Después de incubar las placas de prueba de complementación, replique las placas en dos copias para la identificación del fenotipo. Pruebe las colonias para determinar el fenotipo ts de acuerdo con el protocolo de texto. Después de la eradiación de células individuales de Chlamydomonas, se deja que las células crezcan durante diez días a una temperatura permisiva, y luego se recogen en un formato de matriz, como se ve aquí.
Las placas resultantes en el formato 384 se fusionan en una matriz 1536. Se probaron tres tiempos de exposición a los rayos UV para generar mutantes ts de Chlamydomonas. Empíricamente, el tiempo de exposición de 1,5 minutos produjo la mayor cantidad de mutantes ts.
Sin embargo, con diferencia, el tiempo de exposición de un minuto produjo la mayoría de los candidatos para el ciclo celular. En este experimento, se realizaron dos ensayos secuenciales de fenotipo ts y se aislaron alrededor de 3000 mutantes ts y se caracterizaron fenotípicamente mediante microscopía de lapso de tiempo. Como se ha visto aquí, para eliminar genes altamente recurrentes de la tubería descendente, se realizaron pruebas de complementación y ligamiento con genes ya caracterizados con más de dos alelos, contra candidatos recién recolectados.
Estas colonias no muestran complementación con la consulta y, por lo tanto, son un nuevo alelo ts para el gen consultado. Por lo general, se excluyen de una caracterización posterior. Una vez dominada, esta técnica se puede realizar con un alto rendimiento.

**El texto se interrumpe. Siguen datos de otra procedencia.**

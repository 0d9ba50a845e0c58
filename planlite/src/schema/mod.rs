// Copyright (c) 2024-2025 DeepGraph Inc.
// SPDX-License-Identifier: Apache-2.0
//
//! Column descriptors and node schemas
//!
//! A schema is the ordered list of columns a plan node produces. Column
//! references cache a position into the schema of the node directly below
//! the expression that holds them, so every restructuring of the tree has
//! to recompute those positions against the new schemas.

use serde::{Deserialize, Serialize};
use std::fmt;

/// Column data types understood by the optimizer
#[derive(Debug, Clone, Copy, PartialEq, Eq, Hash, Serialize, Deserialize)]
pub enum DataType {
    Integer,
    Float,
    Text,
    Boolean,
    Null,
}

impl fmt::Display for DataType {
    fn fmt(&self, f: &mut fmt::Formatter<'_>) -> fmt::Result {
        let name = match self {
            DataType::Integer => "INT",
            DataType::Float => "FLOAT",
            DataType::Text => "TEXT",
            DataType::Boolean => "BOOLEAN",
            DataType::Null => "NULL",
        };
        write!(f, "{}", name)
    }
}

/// A single column descriptor
#[derive(Debug, Clone, PartialEq, Eq, Hash, Serialize, Deserialize)]
pub struct Column {
    /// Column name
    pub name: String,
    /// Owning table or alias name
    pub source: String,
    /// Column type
    pub data_type: DataType,
    /// Whether the column may hold NULL
    pub nullable: bool,
}

impl Column {
    /// Create a new column descriptor
    pub fn new(
        name: impl Into<String>,
        source: impl Into<String>,
        data_type: DataType,
        nullable: bool,
    ) -> Self {
        Self {
            name: name.into(),
            source: source.into(),
            data_type,
            nullable,
        }
    }

    /// Case-insensitive match on owner and name. An empty `source` matches any owner.
    pub fn matches(&self, source: &str, name: &str) -> bool {
        self.name.eq_ignore_ascii_case(name)
            && (source.is_empty() || self.source.eq_ignore_ascii_case(source))
    }

    /// Copy of this column owned by another table or alias
    pub fn with_source(&self, source: &str) -> Self {
        Self {
            source: source.to_string(),
            ..self.clone()
        }
    }
}

/// Ordered sequence of columns
#[derive(Debug, Clone, Default, PartialEq, Eq, Serialize, Deserialize)]
pub struct Schema {
    columns: Vec<Column>,
}

impl Schema {
    pub fn new(columns: Vec<Column>) -> Self {
        Self { columns }
    }

    pub fn empty() -> Self {
        Self::default()
    }

    pub fn columns(&self) -> &[Column] {
        &self.columns
    }

    pub fn len(&self) -> usize {
        self.columns.len()
    }

    pub fn is_empty(&self) -> bool {
        self.columns.is_empty()
    }

    pub fn get(&self, index: usize) -> Option<&Column> {
        self.columns.get(index)
    }

    pub fn iter(&self) -> std::slice::Iter<'_, Column> {
        self.columns.iter()
    }

    /// Position of the first column matching `source` and `name`
    pub fn index_of(&self, source: &str, name: &str) -> Option<usize> {
        self.columns.iter().position(|c| c.matches(source, name))
    }

    /// Concatenate two schemas, `self` first
    pub fn concat(&self, other: &Schema) -> Schema {
        let mut columns = self.columns.clone();
        columns.extend(other.columns.iter().cloned());
        Schema { columns }
    }

    /// Same columns, all owned by `source`
    pub fn with_source(&self, source: &str) -> Schema {
        Schema {
            columns: self.columns.iter().map(|c| c.with_source(source)).collect(),
        }
    }

    /// Same columns, all marked nullable (the null-producing side of an outer join)
    pub fn nullable(&self) -> Schema {
        Schema {
            columns: self
                .columns
                .iter()
                .map(|c| Column {
                    nullable: true,
                    ..c.clone()
                })
                .collect(),
        }
    }

    /// Keep only the named columns, in schema order
    pub fn project(&self, names: &[String]) -> Schema {
        Schema {
            columns: self
                .columns
                .iter()
                .filter(|c| names.iter().any(|n| n.eq_ignore_ascii_case(&c.name)))
                .cloned()
                .collect(),
        }
    }
}

impl From<Vec<Column>> for Schema {
    fn from(columns: Vec<Column>) -> Self {
        Schema::new(columns)
    }
}

impl<'a> IntoIterator for &'a Schema {
    type Item = &'a Column;
    type IntoIter = std::slice::Iter<'a, Column>;

    fn into_iter(self) -> Self::IntoIter {
        self.columns.iter()
    }
}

Miles de mutantes ts pueden ser aislados en solo dos o tres rondas de mutagénesis. Un paso clave después del aislamiento de los mutantes ts es seleccionar un subconjunto para un estudio más profundo, y es muy interesante ver la gama de fenotipos letales. El fenotipado proporciona pistas sobre la función molecular y también nos ayuda a priorizar los mutantes para su posterior estudio.
Ten en cuenta que los mutantes pueden tener cientos o miles de mutaciones en sus genomas. Por lo general, solo una es causal, aunque a veces se requieren dos mutaciones para el fenotipo ts y esto se puede determinar mediante análisis tetra. Siguiendo este procedimiento, las mutaciones causales se pueden identificar mediante el análisis de secuenciación de próxima generación de Los genes identificados a veces tendrán mutaciones que sugieren función o pueden ser secuencias nuevas y desconocidas, lo cual es interesante y emocionante.
Chlamydomonas ha sido un excelente sistema modelo para estudiar la biología celular en el reino vegetal. Los procedimientos de los que ha oído hablar deberían abrir el estudio de este organismo para procesos esenciales que han sido relativamente poco examinados y esperamos que los resultados también sean relevantes para el reino vegetal en general.
Este estudio presenta un método de alto rendimiento para generar y clasificar mutantes letales sensibles a la temperatura en Chlamydomonas reinhardtii. El enfoque tiene como objetivo identificar genes y vías esenciales, contribuyendo a nuestra comprensión de las funciones celulares en eucariotas.